**What you should do:** How many lines of the entries below contain the string "remaining"? State the number alone.

**Records to use:**
// ============================================================================
// gifmaker-core/src/progress/render.rs
// ============================================================================
//
// TERMINAL RENDERER: In-Place Progress Display
//
// The renderer pulls a snapshot of ProgressState on every tick, derives a
// RenderFrame from it and redraws a fixed block of lines: the cursor is moved
// up over the previous block and each line is cleared and rewritten. Two
// layouts exist:
//
// - unknown total: one spinner line with elapsed time, frames and fps
// - known total: a four-line block led by a proportional bar
//
// Plain style prints an occasional single line instead, with no cursor
// control, for pipes and log capture. Write failures never propagate: the
// renderer logs once and stops drawing.
//
// AI-ASSISTANT-INFO: Live progress rendering for the conversion pipeline

use super::ProgressState;
use crate::config::DEFAULT_PLAIN_INTERVAL;
use crate::utils::{SizeValue, format_bytes, format_duration, format_size};
use console::{Term, style};
use std::io::{self, Write};
use std::time::{Duration, Instant};

/// Terminal width used when the real width cannot be determined.
pub const FALLBACK_WIDTH: usize = 80;

/// Bounds of the progress bar, in cells.
pub const MIN_BAR_WIDTH: usize = 10;
pub const MAX_BAR_WIDTH: usize = 50;

const SPINNER: [&str; 10] = ["⠋", "⠙", "⠹", "⠸", "⠼", "⠴", "⠦", "⠧", "⠇", "⠏"];
const FILLED: &str = "█";
const EMPTY: &str = "░";
const ESTIMATING: &str = "estimating…";
const ANALYZING: &str = "analyzing…";

/// Fps samples needed before a remaining-time estimate is shown without a total.
const MIN_FPS_SAMPLES: usize = 3;

/// Everything a redraw needs, derived from one state snapshot.
#[derive(Debug, Clone, PartialEq)]
pub struct RenderFrame {
    pub known_total: bool,
    /// Always within [0, 100]; 0 while the total is unknown
    pub percent: f64,
    pub elapsed: Duration,
    /// Seconds left, when it can be estimated
    pub remaining: Option<f64>,
    pub current_size: Option<SizeValue>,
    /// Projected final size in bytes
    pub estimated_final_bytes: Option<u64>,
    pub frames: u64,
    pub rate: f64,
    pub fps: Option<f64>,
    pub dimensions: Option<(u32, u32)>,
    pub bar_width: usize,
}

**Exercise result:** 2